= Arthur Henfrey (footballer) =

English footballer and cricketer

Arthur George Henfrey (19 December 1867 – 17 October 1929) was an English footballer who made five appearances for England between 1891 and 1896 playing initially as a forward and later as a half back. He also played cricket for Cambridge University and Northamptonshire.

==Football career==
Henfrey was born in Finedon, Northamptonshire, and was educated at the nearby Wellingborough School, before going up to Jesus College, Cambridge, where he won a "Blue" for Cambridge University at football in 1890 and 1891.

He made his England debut as part of a mainly Midlands-based professional team that played Ireland at Molineux, Wolverhampton on 7 March 1891. Henfrey played as an inside forward, scoring once as England were comfortable 6–1 victors. This was Tinsley Lindley's final England appearance, which he marked by scoring twice.
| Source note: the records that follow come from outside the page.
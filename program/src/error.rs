use solana_program::{decode_error::DecodeError, program_error::ProgramError};
use thiserror::Error;

/// Errors that may be returned by the raffle program
#[derive(Error, Debug, Copy, Clone, PartialEq, Eq)]
pub enum RaffleError {
    /// Payment is below the entrance fee
    #[error("Payment is below the entrance fee")]
    InsufficientPayment,

    /// Entries are closed while a winner is being calculated
    #[error("Raffle is not open")]
    RoundNotOpen,

    /// Round is not eligible for closure yet
    #[error("Upkeep not needed")]
    UpkeepNotNeeded,

    /// Fulfillment does not match the outstanding randomness request
    #[error("Unknown or stale randomness request")]
    InvalidRequest,

    /// Prize could not be transferred to the winner
    #[error("Prize transfer to the winner failed")]
    PayoutFailed,

    /// Only the configured oracle authority may fulfill requests
    #[error("Only the oracle authority can fulfill randomness")]
    OnlyCoordinatorCanFulfill,

    /// Fulfillment carried no random words
    #[error("Fulfillment carried no random words")]
    MissingRandomWords,

    /// Round already holds the maximum number of participants
    #[error("Round is full")]
    RoundFull,

    /// Entrance fee must be positive
    #[error("Entrance fee must be greater than zero")]
    InvalidEntranceFee,

    /// Lamport arithmetic overflowed
    #[error("Arithmetic overflow")]
    ArithmeticOverflow,
}

impl From<RaffleError> for ProgramError {
    fn from(e: RaffleError) -> Self {
        ProgramError::Custom(e as u32)
    }
}

impl<T> DecodeError<T> for RaffleError {
    fn type_of() -> &'static str {
        "Raffle Error"
    }
}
After leaving university, he played for the Corinthians club. In his next England appearance, against Wales on 5 March 1892, he again played up front in a mainly amateur team, scoring the first goal as England ran out 2–0 winners. His goal was England's 150th goal in international matches.

He was not selected again for England until 18 March 1895, when he was recalled, now playing as a half-back, for the match against Wales played at Queen's Club, West Kensington. The entire England team were amateurs, and all had some connection with the Corinthians. The "expected England victory did not materialise" as they were held to a 1–1 draw, with G.O. Smith scoring for England.
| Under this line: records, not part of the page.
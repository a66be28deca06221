// Raffle state machine: entry, eligibility, closure and settlement
use solana_program::{clock::UnixTimestamp, msg, pubkey::Pubkey};

use crate::{
    error::RaffleError,
    events::RaffleEvent,
    state::{RaffleConfig, Round, RoundState, MAX_PARTICIPANTS, NUM_WORDS, REQUEST_CONFIRMATIONS},
    vrf,
};

/// Parameters of a randomness request sent to the oracle
#[derive(Clone, Debug, PartialEq)]
pub struct RandomnessRequest {
    pub key_hash: [u8; 32],
    pub subscription_id: u64,
    pub callback_gas_limit: u32,
    pub request_confirmations: u16,
    pub num_words: u32,
    /// Per-raffle request counter, lets the oracle derive unique ids
    pub nonce: u64,
}

/// External source of verifiable randomness.
///
/// Returns the id the later fulfillment will be keyed by.
pub trait RandomnessOracle {
    fn request_random_words(&mut self, request: &RandomnessRequest) -> Result<u64, RaffleError>;
}

/// Holds the pot and pays the winner
pub trait PrizeVault {
    fn pay_out(&mut self, winner: &Pubkey, amount: u64) -> Result<(), RaffleError>;
}

/// Owns one raffle: its immutable config and the single live round
#[derive(Clone, Debug, PartialEq)]
pub struct RaffleEngine {
    config: RaffleConfig,
    round: Round,
}

impl RaffleEngine {
    /// Starts a raffle with an open, empty round
    pub fn new(config: RaffleConfig, now: UnixTimestamp) -> Result<Self, RaffleError> {
        if config.entrance_fee == 0 {
            return Err(RaffleError::InvalidEntranceFee);
        }
        Ok(Self {
            config,
            round: Round::new(now),
        })
    }

    /// Rebuilds an engine from stored state
    pub fn from_parts(config: RaffleConfig, round: Round) -> Self {
        Self { config, round }
    }

    pub fn config(&self) -> &RaffleConfig {
        &self.config
    }

    pub fn round(&self) -> &Round {
        &self.round
    }

    pub fn enter(&mut self, participant: Pubkey, amount: u64) -> Result<(), RaffleError> {
        if amount < self.config.entrance_fee {
            msg!(
                "Payment of {} lamports is below the entrance fee of {}",
                amount,
                self.config.entrance_fee
            );
            return Err(RaffleError::InsufficientPayment);
        }
        if self.round.state != RoundState::Open {
            return Err(RaffleError::RoundNotOpen);
        }
        if self.round.participants.len() >= MAX_PARTICIPANTS {
            return Err(RaffleError::RoundFull);
        }

        let pot = self
            .round
            .pot
            .checked_add(amount)
            .ok_or(RaffleError::ArithmeticOverflow)?;

        self.round.pot = pot;
        self.round.participants.push(participant);

        RaffleEvent::RaffleEntered {
            participant,
            amount,
        }
        .emit();
        Ok(())
    }

    /// True when the round is open, the interval has passed and someone has paid in
    pub fn check_eligibility(&self, now: UnixTimestamp) -> bool {
        let is_open = self.round.state == RoundState::Open;
        let elapsed = now.saturating_sub(self.round.last_closure_timestamp);
        let time_passed = u64::try_from(elapsed).map_or(false, |e| e >= self.config.interval);
        let has_players = !self.round.participants.is_empty();
        let has_balance = self.round.pot > 0;

        is_open && time_passed && has_players && has_balance
    }

    /// Closes entry and asks the oracle for randomness
    pub fn close_round<O: RandomnessOracle>(
        &mut self,
        now: UnixTimestamp,
        oracle: &mut O,
    ) -> Result<u64, RaffleError> {
        if !self.check_eligibility(now) {
            msg!(
                "Upkeep not needed: state={:?} players={} pot={}",
                self.round.state,
                self.round.participants.len(),
                self.round.pot
            );
            return Err(RaffleError::UpkeepNotNeeded);
        }

        // Entries are shut before the oracle sees the request
        self.round.state = RoundState::Calculating;

        let request = RandomnessRequest {
            key_hash: self.config.key_hash,
            subscription_id: self.config.subscription_id,
            callback_gas_limit: self.config.callback_gas_limit,
            request_confirmations: REQUEST_CONFIRMATIONS,
            num_words: NUM_WORDS,
            nonce: self.round.request_nonce,
        };

        let request_id = match oracle.request_random_words(&request) {
            Ok(id) => id,
            Err(err) => {
                self.round.state = RoundState::Open;
                return Err(err);
            }
        };

        self.round.pending_request_id = Some(request_id);
        self.round.request_nonce = self.round.request_nonce.wrapping_add(1);

        RaffleEvent::RoundClosing { request_id }.emit();
        Ok(request_id)
    }

    /// Consumes a fulfillment, pays the winner and reopens the round
    pub fn settle_round<V: PrizeVault>(
        &mut self,
        request_id: u64,
        random_words: &[u64],
        now: UnixTimestamp,
        vault: &mut V,
    ) -> Result<Pubkey, RaffleError> {
        match self.round.pending_request_id {
            Some(pending) if pending == request_id && self.round.state == RoundState::Calculating => {}
            _ => {
                msg!("Rejected fulfillment for unknown request {}", request_id);
                return Err(RaffleError::InvalidRequest);
            }
        }

        let random_word = *random_words
            .first()
            .ok_or(RaffleError::MissingRandomWords)?;
        let index = vrf::get_random_winner_index(random_word, self.round.participants.len())
            .ok_or(RaffleError::InvalidRequest)?;
        let winner = self.round.participants[index];
        let prize = self.round.pot;

        msg!(
            "Random word {} picks index {} of {}",
            random_word,
            index,
            self.round.participants.len()
        );

        vault
            .pay_out(&winner, prize)
            .map_err(|_| RaffleError::PayoutFailed)?;

        self.round.recent_winner = Some(winner);
        self.round.participants.clear();
        self.round.pot = 0;
        self.round.pending_request_id = None;
        self.round.last_closure_timestamp = now;
        self.round.state = RoundState::Open;

        RaffleEvent::WinnerPicked { winner, prize }.emit();
        Ok(winner)
    }

    pub fn state(&self) -> RoundState {
        self.round.state
    }

    pub fn entrance_fee(&self) -> u64 {
        self.config.entrance_fee
    }

    pub fn interval(&self) -> u64 {
        self.config.interval
    }

    pub fn participant(&self, index: usize) -> Option<&Pubkey> {
        self.round.participants.get(index)
    }

    pub fn participant_count(&self) -> usize {
        self.round.participants.len()
    }

    pub fn recent_winner(&self) -> Option<&Pubkey> {
        self.round.recent_winner.as_ref()
    }

    pub fn last_closure_timestamp(&self) -> UnixTimestamp {
        self.round.last_closure_timestamp
    }

    pub fn pending_request_id(&self) -> Option<u64> {
        self.round.pending_request_id
    }

    pub fn pot(&self) -> u64 {
        self.round.pot
    }

    pub fn subscription_id(&self) -> u64 {
        self.config.subscription_id
    }

    pub fn key_hash(&self) -> &[u8; 32] {
        &self.config.key_hash
    }

    pub fn callback_gas_limit(&self) -> u32 {
        self.config.callback_gas_limit
    }

    pub fn request_confirmations(&self) -> u16 {
        REQUEST_CONFIRMATIONS
    }

    pub fn num_words(&self) -> u32 {
        NUM_WORDS
    }
}
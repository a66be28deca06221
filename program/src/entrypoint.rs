use solana_program::{
    account_info::AccountInfo, entrypoint, entrypoint::ProgramResult, pubkey::Pubkey,
};

use crate::processor::Processor;

entrypoint!(process_instruction);

fn process_instruction(
    program_id: &Pubkey,
    accounts: &[AccountInfo],
    instruction_data: &[u8],
) -> ProgramResult {
    Processor::process(program_id, accounts, instruction_data)
}
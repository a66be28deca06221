use borsh::{BorshDeserialize, BorshSerialize};
use solana_program::{log::sol_log_data, msg, pubkey::Pubkey};

/// First field of every `sol_log_data` record written by the raffle
pub const EVENT_TAG: &[u8] = b"raffle";

/// Events published by the raffle.
///
/// Each event is written twice: a readable `msg!` line and a borsh payload
/// through `sol_log_data`. The oracle watches for `RandomWordsRequested`
/// payloads and answers them with a `SettleRound` instruction.
#[derive(BorshSerialize, BorshDeserialize, Clone, Debug, PartialEq)]
pub enum RaffleEvent {
    RaffleEntered {
        participant: Pubkey,
        amount: u64,
    },
    RandomWordsRequested {
        request_id: u64,
        key_hash: [u8; 32],
        subscription_id: u64,
        request_confirmations: u16,
        callback_gas_limit: u32,
        num_words: u32,
    },
    RoundClosing {
        request_id: u64,
    },
    WinnerPicked {
        winner: Pubkey,
        prize: u64,
    },
}

impl RaffleEvent {
    pub fn emit(&self) {
        match self {
            Self::RaffleEntered { participant, amount } => {
                msg!("RaffleEntered: {} paid {} lamports", participant, amount)
            }
            Self::RandomWordsRequested {
                request_id,
                subscription_id,
                num_words,
                ..
            } => msg!(
                "RandomWordsRequested: id={} subscription={} words={}",
                request_id,
                subscription_id,
                num_words
            ),
            Self::RoundClosing { request_id } => msg!("RoundClosing: request {}", request_id),
            Self::WinnerPicked { winner, prize } => {
                msg!("WinnerPicked: {} won {} lamports", winner, prize)
            }
        }

        match self.try_to_vec() {
            Ok(payload) => sol_log_data(&[EVENT_TAG, payload.as_slice()]),
            Err(err) => msg!("Failed to serialize event: {}", err),
        }
    }
}
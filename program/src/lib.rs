// Automated raffle: timed rounds settled by an external randomness oracle

pub mod engine;
pub mod error;
pub mod events;
pub mod instruction;
pub mod processor;
pub mod state;
pub mod utils;

// Oracle request publication and winner selection
pub mod vrf;

#[cfg(not(feature = "no-entrypoint"))]
mod entrypoint;

use solana_program::{account_info::AccountInfo, entrypoint::ProgramResult, pubkey::Pubkey};

pub fn process_instruction(
    program_id: &Pubkey,
    accounts: &[AccountInfo],
    instruction_data: &[u8],
) -> ProgramResult {
    processor::Processor::process(program_id, accounts, instruction_data)
}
His next England appearance came a year later on 16 March 1896 as England convincingly defeated Wales 9–1 with Steve Bloomer scoring five goals. His final England appearance came three weeks later on 4 April 1896 against Scotland; the match ended in a 2–1 victory for the Scots, thus ending a run of twenty games unbeaten.
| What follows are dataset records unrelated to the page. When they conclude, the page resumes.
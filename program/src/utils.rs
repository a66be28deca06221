// Lamport helpers and the on-chain prize vault
use solana_program::{account_info::AccountInfo, msg, pubkey::Pubkey};

use crate::{engine::PrizeVault, error::RaffleError};

/// Pays prizes straight out of the raffle account's lamports.
///
/// The raffle account is owned by the program, so its balance can be debited
/// directly. The winner must be among `recipients` and writable, and the
/// raffle account never drops below `rent_floor`.
pub struct AccountVault<'a, 'info> {
    pub source: &'a AccountInfo<'info>,
    pub recipients: &'a [AccountInfo<'info>],
    pub rent_floor: u64,
}

impl PrizeVault for AccountVault<'_, '_> {
    fn pay_out(&mut self, winner: &Pubkey, amount: u64) -> Result<(), RaffleError> {
        let recipient = self
            .recipients
            .iter()
            .find(|account| account.key == winner && account.is_writable)
            .ok_or_else(|| {
                msg!("Winner account {} was not supplied as writable", winner);
                RaffleError::PayoutFailed
            })?;

        let remaining = self
            .source
            .lamports()
            .checked_sub(amount)
            .filter(|left| *left >= self.rent_floor)
            .ok_or(RaffleError::PayoutFailed)?;
        let credited = recipient
            .lamports()
            .checked_add(amount)
            .ok_or(RaffleError::PayoutFailed)?;

        **self
            .source
            .try_borrow_mut_lamports()
            .map_err(|_| RaffleError::PayoutFailed)? = remaining;
        **recipient
            .try_borrow_mut_lamports()
            .map_err(|_| RaffleError::PayoutFailed)? = credited;

        msg!("Paid {} SOL to {}", lamports_to_sol(amount), winner);
        Ok(())
    }
}

/// Convert lamports to SOL (for display purposes)
pub fn lamports_to_sol(lamports: u64) -> f64 {
    lamports as f64 / 1_000_000_000.0
}
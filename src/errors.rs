use serde::Deserialize;
use thiserror::Error;

#[derive(Debug, Clone, Error)]
pub enum AppError {
    #[error("Malformed token: {0}")]
    MalformedToken(String),

    #[error("Token expired")]
    ExpiredToken,

    #[error("Authentication failed: {0}")]
    AuthenticationFailure(String),

    #[error("Validation error: {0}")]
    ValidationFailure(String),

    #[error("Upstream error ({status}): {message}")]
    UpstreamFailure { status: u16, message: String },

    #[error("Transport error: {0}")]
    Transport(String),

    #[error("Storage error: {0}")]
    Storage(String),

    #[error("Configuration error: {0}")]
    Configuration(String),

    #[error("Not found: {0}")]
    NotFound(String),
}

impl AppError {
    pub fn error_code(&self) -> &'static str {
        match self {
            AppError::MalformedToken(_) => "MALFORMED_TOKEN",
            AppError::ExpiredToken => "EXPIRED_TOKEN",
            AppError::AuthenticationFailure(_) => "AUTHENTICATION_FAILURE",
            AppError::ValidationFailure(_) => "VALIDATION_FAILURE",
            AppError::UpstreamFailure { .. } => "UPSTREAM_FAILURE",
            AppError::Transport(_) => "TRANSPORT_ERROR",
            AppError::Storage(_) => "STORAGE_ERROR",
            AppError::Configuration(_) => "CONFIGURATION_ERROR",
            AppError::NotFound(_) => "NOT_FOUND",
        }
    }

    /// True for the failures that mean "there is no usable session".
    pub fn is_session_loss(&self) -> bool {
        matches!(
            self,
            AppError::MalformedToken(_) | AppError::ExpiredToken | AppError::AuthenticationFailure(_)
        )
    }
}

/// Error body shape returned by the backend. Both keys are seen in the wild.
#[derive(Debug, Default, Deserialize)]
pub struct ErrorBody {
    pub message: Option<String>,
    pub error: Option<String>,
}

impl ErrorBody {
    pub fn into_message(self) -> Option<String> {
        self.message.or(self.error)
    }
}

impl From<reqwest::Error> for AppError {
    fn from(err: reqwest::Error) -> Self {
        AppError::Transport(err.to_string())
    }
}
impl From<serde_json::Error> for AppError {
    fn from(err: serde_json::Error) -> Self {
        AppError::Transport(format!("JSON error: {}", err))
    }
}
impl From<std::io::Error> for AppError {
    fn from(err: std::io::Error) -> Self {
        AppError::Storage(err.to_string())
    }
}
impl From<validator::ValidationErrors> for AppError {
    fn from(err: validator::ValidationErrors) -> Self {
        AppError::ValidationFailure(err.to_string())
    }
}

pub type AppResult<T> = Result<T, AppError>;
//! Payload decoding for the bearer token the backend issues at login.
//!
//! The signature is never checked here. The decoded identity drives UI
//! decisions only; the API re-validates the token on every request.

use base64::{engine::general_purpose::URL_SAFE_NO_PAD, Engine as _};
use chrono::{DateTime, Utc};
use serde_json::{Map, Value};

use crate::{
    auth::claims::TokenClaims,
    errors::{AppError, AppResult},
};

pub fn decode(token: &str) -> AppResult<TokenClaims> {
    let mut segments = token.split('.');
    let payload_segment = match (segments.next(), segments.next()) {
        (Some(_), Some(payload)) => payload,
        _ => {
            return Err(AppError::MalformedToken(
                "expected at least two dot-separated segments".to_string(),
            ))
        }
    };

    let bytes = URL_SAFE_NO_PAD
        .decode(payload_segment.trim_end_matches('='))
        .map_err(|e| AppError::MalformedToken(format!("payload is not base64url: {}", e)))?;

    let payload: Map<String, Value> = serde_json::from_slice(&bytes)
        .map_err(|e| AppError::MalformedToken(format!("payload is not a JSON object: {}", e)))?;

    Ok(TokenClaims::from_payload(&payload))
}

/// Like [`decode`], but a token whose `exp` is at or before `now` is an error.
pub fn decode_unexpired(token: &str, now: DateTime<Utc>) -> AppResult<TokenClaims> {
    let claims = decode(token)?;
    if claims.is_expired(now) {
        return Err(AppError::ExpiredToken);
    }
    Ok(claims)
}
use std::sync::Arc;

use crate::{
    auth::{guard::RouteGuard, session::SessionStore},
    config::Config,
    errors::AppResult,
    gateway::ApiGateway,
    navigation::Navigator,
    services::{
        assessment_service::AssessmentService, auth_service::AuthService,
        course_service::CourseService, file_service::FileService, result_service::ResultService,
    },
};

/// Everything a host needs, wired around one session and one gateway.
#[derive(Clone)]
pub struct AppState {
    pub session: Arc<SessionStore>,
    pub gateway: Arc<ApiGateway>,
    pub guard: Arc<RouteGuard>,
    pub auth_service: Arc<AuthService>,
    pub course_service: Arc<CourseService>,
    pub assessment_service: Arc<AssessmentService>,
    pub result_service: Arc<ResultService>,
    pub file_service: Arc<FileService>,
    pub config: Arc<Config>,
}

impl AppState {
    pub fn new(config: Config, navigator: Arc<dyn Navigator>) -> AppResult<Self> {
        let session = Arc::new(SessionStore::from_config(&config)?);
        Self::with_session(config, session, navigator)
    }

    pub fn with_session(
        config: Config,
        session: Arc<SessionStore>,
        navigator: Arc<dyn Navigator>,
    ) -> AppResult<Self> {
        let gateway = Arc::new(ApiGateway::new(&config, session.clone(), navigator.clone())?);
        let guard = Arc::new(RouteGuard::new(session.clone(), &config.login_path));

        let auth_service = Arc::new(AuthService::new(
            gateway.clone(),
            navigator,
            &config.login_path,
        ));
        let file_service = Arc::new(FileService::new(gateway.clone()));
        let course_service = Arc::new(CourseService::new(gateway.clone(), file_service.clone()));
        let assessment_service = Arc::new(AssessmentService::new(gateway.clone()));
        let result_service = Arc::new(ResultService::new(gateway.clone()));

        log::info!("Client ready for {}", config.base_url());

        Ok(Self {
            session,
            gateway,
            guard,
            auth_service,
            course_service,
            assessment_service,
            result_service,
            file_service,
            config: Arc::new(config),
        })
    }
}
In his international career, Henfrey made a total of five appearances, scoring twice. Three of his matches ended in victories, with one draw and one defeat.

==Cricket career==
Henfrey also played cricket for Cambridge University and made one first-class appearance for the university against A J Webbe's XI in May 1890. He scored a total of 17 runs in the match which, despite the name of the opposition, was a 12-a-side first-class game and was won by the visitors by 11 wickets.

He also played for Northamptonshire from 1886 to 1899 (before they had been promoted to "first-class" status), and was captain in 1893 and 1894.

==Later life==
A short obituary in The Times records that he was later a Conservative councillor on Northamptonshire County Council.